経済は経済だけではない、法律も法学だけではない

 最近、中国経済の論文やコラムを読んでいると、単純なる経済学の観点からの議論が意外にも多いことに気付く。市場経済の原理という部分を見ても、中国は政体上完全な市場経済ではないことが明白だ。ならば市場経済原理を基礎とする経済や金融の理論で中国経済を解読、分析することは妥当するのだろうか。

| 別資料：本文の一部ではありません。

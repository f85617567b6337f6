//! Shell-style command line splitting.
//!
//! Rules:
//!
//! - Unquoted whitespace (space, tab, `\r`) separates words.
//! - `'single quotes'` keep their content verbatim.
//! - `"double quotes"` keep their content, except `\"` and `\\` escapes.
//! - Outside quotes, a backslash makes the next character literal.
//! - Adjacent quoted and unquoted pieces join into one word: `a"b c"d` → `ab cd`.

use thiserror::Error;

/// Errors raised while splitting a command line.
#[derive(Debug, Error, PartialEq, Eq)]
pub enum TokenizeError {
    #[error("No closing quotation")]
    UnclosedQuote,

    #[error("No escaped character")]
    TrailingEscape,
}

#[derive(Clone, Copy, PartialEq, Eq)]
enum QuoteState {
    None,
    Single,
    Double,
}

/// Splits `line` into words.
///
/// # Errors
///
/// [`TokenizeError::UnclosedQuote`] if a quote is never closed and
/// [`TokenizeError::TrailingEscape`] if the line ends in a lone backslash.
///
/// # Example
///
/// ```rust
/// use backdoros_core::split_command_line;
///
/// let words = split_command_line(r#"WRITE "my file.txt" 'a b'"#).unwrap();
/// assert_eq!(words, vec!["WRITE", "my file.txt", "a b"]);
/// ```
pub fn split_command_line(line: &str) -> Result<Vec<String>, TokenizeError> {
    let mut words = Vec::new();
    let mut current = String::new();
    // Distinguishes `""` (an empty word) from no word at all.
    let mut in_word = false;
    let mut state = QuoteState::None;
    let mut chars = line.chars();

    while let Some(c) = chars.next() {
        match state {
            QuoteState::None => match c {
                ' ' | '\t' | '\r' => {
                    if in_word {
                        words.push(std::mem::take(&mut current));
                        in_word = false;
                    }
                }
                '\'' => {
                    state = QuoteState::Single;
                    in_word = true;
                }
                '"' => {
                    state = QuoteState::Double;
                    in_word = true;
                }
                '\\' => {
                    let escaped = chars.next().ok_or(TokenizeError::TrailingEscape)?;
                    current.push(escaped);
                    in_word = true;
                }
                other => {
                    current.push(other);
                    in_word = true;
                }
            },
            QuoteState::Single => match c {
                '\'' => state = QuoteState::None,
                other => current.push(other),
            },
            QuoteState::Double => match c {
                '"' => state = QuoteState::None,
                '\\' => match chars.next() {
                    Some(e @ ('"' | '\\')) => current.push(e),
                    Some(other) => {
                        current.push('\\');
                        current.push(other);
                    }
                    None => return Err(TokenizeError::UnclosedQuote),
                },
                other => current.push(other),
            },
        }
    }

    if state != QuoteState::None {
        return Err(TokenizeError::UnclosedQuote);
    }
    if in_word {
        words.push(current);
    }
    Ok(words)
}

#[cfg(test)]
mod tests {
    use super::*;

    #[test]
    fn test_splits_on_whitespace() {
        assert_eq!(
            split_command_line("  READ \t notes.txt  ").unwrap(),
            vec!["READ", "notes.txt"]
        );
    }

    #[test]
    fn test_empty_line_has_no_words() {
        assert!(split_command_line("").unwrap().is_empty());
        assert!(split_command_line("   \r").unwrap().is_empty());
    }

    #[test]
    fn test_trailing_carriage_return_is_whitespace() {
        assert_eq!(split_command_line("DIR\r").unwrap(), vec!["DIR"]);
    }

    #[test]
    fn test_double_quoted_argument_with_spaces_is_one_word() {
        assert_eq!(
            split_command_line(r#"WRITE - "my notes.txt""#).unwrap(),
            vec!["WRITE", "-", "my notes.txt"]
        );
    }

    #[test]
    fn test_single_quotes_are_literal() {
        assert_eq!(
            split_command_line(r#"READ 'a \"b\" c'"#).unwrap(),
            vec!["READ", r#"a \"b\" c"#]
        );
    }

    #[test]
    fn test_double_quote_escapes() {
        assert_eq!(
            split_command_line(r#"X "say \"hi\" \\ \n""#).unwrap(),
            vec!["X", r#"say "hi" \ \n"#]
        );
    }

    #[test]
    fn test_backslash_escapes_space_outside_quotes() {
        assert_eq!(
            split_command_line(r"READ my\ file").unwrap(),
            vec!["READ", "my file"]
        );
    }

    #[test]
    fn test_adjacent_pieces_join() {
        assert_eq!(split_command_line(r#"a"b c"d"#).unwrap(), vec!["ab cd"]);
    }

    #[test]
    fn test_empty_quotes_make_empty_word() {
        assert_eq!(split_command_line(r#"READ """#).unwrap(), vec!["READ", ""]);
    }

    #[test]
    fn test_unclosed_quote_is_error() {
        assert_eq!(
            split_command_line(r#"WRITE "oops"#),
            Err(TokenizeError::UnclosedQuote)
        );
        assert_eq!(split_command_line("READ 'x"), Err(TokenizeError::UnclosedQuote));
    }

    #[test]
    fn test_trailing_backslash_is_error() {
        assert_eq!(split_command_line("READ x\\"), Err(TokenizeError::TrailingEscape));
    }
}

 中国経済はどちらかというと、政治があっての経済である。だから、政治抜きにして経済を語れない。他の諸国も経済と政治の関連性があるだろうが、殊に中国ほど強いものも珍しい。政治経済学(Political Economy)というのは、経済学および政治学のそれぞれにおいて、多少なりとも他方の要素を持つと考えられる学際分野である。 その要素の交差をいかに立体的に見て行くかが大切だ。

 法律もそうだ。昨今の安保法制もそうであるように、単純な憲法学による議論と、国際政治学の目線を取り入れたものとはだいぶ景色が違ってくるはずだ。そもそも法の性質を考えれば、国際政治学抜きの「合憲」「違憲」論にどれだけの意義や実効性があるか、冷静に考えれば本質の洞察はそれほど難しいことではない。

 法律は政治だけでなく、経済にも強く関連している。法経済学という専門的な分野がある。私の法学博士論文も、経済学の観点から労働法上の解雇規制と無固定期間契約を分析し、労働法制に付随する取引費用を取り上げ、新たな景色を展開しようとする試みだった。

 現代社会が複雑で多様化が進むなか、従来の伝統的単一の学問や研究分野だけでは完結できなくなりつつある。複合的な要素の結合、立体的な研究、その辺は専門家や学者、メディアにとって新たな時代の要請ではないかと考える。